Menteri Ara mengapresiasi langkah cepat pemerintah daerah yang menghibahkan lahan untuk pembangunan hunian tetap. “Hari ini kita mulai pembangunan hunian tetap, bukan hunian sementara. Ini sesuai dengan visi Presiden Prabowo, yaitu bekerja cepat untuk rakyat,” tegasnya.

Pembangunan Huntap di Tapanuli Utara dan Selatan

Pembangunan hunian tetap juga dimulai di Kabupaten Tapanuli Utara dengan target 103 unit rumah bagi warga terdampak bencana. Menteri PKP menegaskan bahwa pembangunan ini merupakan amanah langsung Presiden sebagai bentuk tanggung jawab negara dalam memberikan tempat tinggal yang layak, aman, dan berkelanjutan.

Sementara itu, di Kabupaten Tapanuli Selatan, pembangunan huntap dipimpin oleh Direktur Jenderal Tata Kelola dan Pengendalian Risiko (TKPR) Kementerian PKP, Brigjen Pol. Dr. Aziz Andriansyah, bersama Bupati Tapanuli Selatan. Kegiatan tersebut dihadiri unsur Forkopimda, pemerintah daerah, PTPN IV, Yayasan Buddha Tzu Chi, serta warga penerima manfaat.

“Ini adalah perintah langsung Bapak Presiden agar masyarakat terdampak bencana segera memiliki hunian yang layak, aman, dan berkelanjutan,” ujar Dirjen TKPR.

2.603 Hunian Tetap Dibangun Tanpa APBN

Sebelumnya, Menteri PKP mengungkapkan bahwa pada tahap awal akan dibangun sebanyak 2.603 unit hunian tetap yang seluruhnya menggunakan dana CSR tanpa melibatkan APBN. Dari jumlah tersebut, 2.500 unit berasal dari Yayasan Buddha Tzu Chi, sementara 103 unit lainnya berasal dari dana pribadi Menteri PKP.

Pembangunan tahap awal difokuskan di Sumatera Utara dan telah dimulai meski masih dalam fase tanggap darurat. Pemerintah menargetkan seluruh hunian dapat segera dihuni, dengan dukungan infrastruktur dasar seperti listrik dan sertifikat kepemilikan lahan.

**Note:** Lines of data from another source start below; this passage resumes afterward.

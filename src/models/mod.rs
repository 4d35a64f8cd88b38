//! Data models for tweetforge
//!
//! This module contains the domain models used throughout the application:
//! raw status documents, their classification, the fixed-shape records
//! extracted from them and the per-category collections.

pub mod collections;
pub mod error;
pub mod record;
pub mod status;

// Re-export commonly used types
pub use collections::Collections;
pub use error::{ExtractionError, ExtractionErrorKind, ExtractionResult};
pub use record::{Record, RECORD_FIELDS};
pub use status::{normalize_text, resolve_text, Category, RawStatus};
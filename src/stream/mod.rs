//! Streaming transport
//!
//! Connects to the provider's filter endpoint, frames the line-delimited
//! JSON body and drives a [`StreamListener`](crate::listener::StreamListener).
//! A session is a single connection: there is no reconnection.

mod client;
pub mod oauth;

pub use client::StreamClient;
pub use oauth::OAuthSigner;

use std::fmt;

use serde_json::Value;

use crate::config::CredentialsConfig;
use crate::error::Result;
use crate::models::RawStatus;

/// Key whose presence marks a message as a status
pub const STATUS_MARKER: &str = "in_reply_to_status_id";

/// The four OAuth 1.0a secrets, opaque to everything but the signer
#[derive(Clone)]
pub struct Credentials {
    pub(crate) consumer_key: String,
    pub(crate) consumer_secret: String,
    pub(crate) access_token: String,
    pub(crate) access_token_secret: String,
}

impl Credentials {
    pub fn new(
        consumer_key: impl Into<String>,
        consumer_secret: impl Into<String>,
        access_token: impl Into<String>,
        access_token_secret: impl Into<String>,
    ) -> Self {
        Self {
            consumer_key: consumer_key.into(),
            consumer_secret: consumer_secret.into(),
            access_token: access_token.into(),
            access_token_secret: access_token_secret.into(),
        }
    }
}

impl From<&CredentialsConfig> for Credentials {
    fn from(config: &CredentialsConfig) -> Self {
        Self::new(
            config.consumer_key.clone(),
            config.consumer_secret.clone(),
            config.access_token.clone(),
            config.access_token_secret.clone(),
        )
    }
}

impl fmt::Debug for Credentials {
    fn fmt(&self, f: &mut fmt::Formatter<'_>) -> fmt::Result {
        f.write_str("Credentials(<redacted>)")
    }
}

/// One line of the stream body
#[derive(Debug, Clone, PartialEq)]
pub enum StreamMessage {
    /// A status, handed to the listener
    Status(RawStatus),
    /// Deletion notice for an earlier status
    Delete(Value),
    /// Statuses matched but not delivered since the connection opened
    Limit { undelivered: u64 },
    /// The provider is closing the connection
    Disconnect { code: Option<u64>, reason: String },
    /// Stall or other provider warning
    Warning { code: String, message: String },
    /// Anything else
    Other(Value),
}

impl StreamMessage {
    /// Parse one non-blank line of the body
    pub fn parse(line: &str) -> Result<Self> {
        let value: Value = serde_json::from_str(line)?;
        Ok(Self::from_value(value))
    }

    /// Identify a decoded message by its keys
    pub fn from_value(value: Value) -> Self {
        let Some(object) = value.as_object() else {
            return StreamMessage::Other(value);
        };

        if object.contains_key(STATUS_MARKER) {
            return StreamMessage::Status(RawStatus::new(value));
        }
        if let Some(delete) = object.get("delete") {
            return StreamMessage::Delete(delete.clone());
        }
        if let Some(limit) = object.get("limit") {
            return StreamMessage::Limit {
                undelivered: limit.get("track").and_then(Value::as_u64).unwrap_or(0),
            };
        }
        if let Some(disconnect) = object.get("disconnect") {
            return StreamMessage::Disconnect {
                code: disconnect.get("code").and_then(Value::as_u64),
                reason: string_field(disconnect, "reason"),
            };
        }
        if let Some(warning) = object.get("warning") {
            return StreamMessage::Warning {
                code: string_field(warning, "code"),
                message: string_field(warning, "message"),
            };
        }

        StreamMessage::Other(value)
    }

    /// Short name for logging
    pub fn kind(&self) -> &'static str {
        match self {
            StreamMessage::Status(_) => "status",
            StreamMessage::Delete(_) => "delete",
            StreamMessage::Limit { .. } => "limit",
            StreamMessage::Disconnect { .. } => "disconnect",
            StreamMessage::Warning { .. } => "warning",
            StreamMessage::Other(_) => "other",
        }
    }
}

fn string_field(value: &Value, key: &str) -> String {
    match value.get(key) {
        Some(Value::String(s)) => s.clone(),
        Some(other) if !other.is_null() => other.to_string(),
        _ => String::new(),
    }
}

/// Why a session ended
#[derive(Debug, Clone, Copy, PartialEq, Eq)]
pub enum SessionEnd {
    /// The response body ended
    Completed,
    /// The listener stopped on a rate-limit signal
    RateLimited,
    /// The provider sent a disconnect message
    Disconnected,
    /// The listener or the operator stopped the session
    Stopped,
}

impl SessionEnd {
    pub fn as_str(&self) -> &'static str {
        match self {
            SessionEnd::Completed => "completed",
            SessionEnd::RateLimited => "rate_limited",
            SessionEnd::Disconnected => "disconnected",
            SessionEnd::Stopped => "stopped",
        }
    }
}

impl fmt::Display for SessionEnd {
    fn fmt(&self, f: &mut fmt::Formatter<'_>) -> fmt::Result {
        f.write_str(self.as_str())
    }
}

/// Outcome of one streaming session
#[derive(Debug, Clone, Copy, PartialEq, Eq)]
pub struct SessionSummary {
    pub end: SessionEnd,
    /// Statuses handed to the listener
    pub statuses: u64,
    /// Non-blank lines read, statuses included
    pub messages: u64,
}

Terkait relokasi, Menteri PKP menegaskan tiga kriteria utama, yakni kepastian hukum, keamanan dari risiko bencana, serta keberlanjutan kehidupan sosial masyarakat. “Hunian tetap bukan sekadar membangun rumah, tetapi memastikan ekosistem kehidupan warga tetap berjalan dengan baik,” pungkasnya.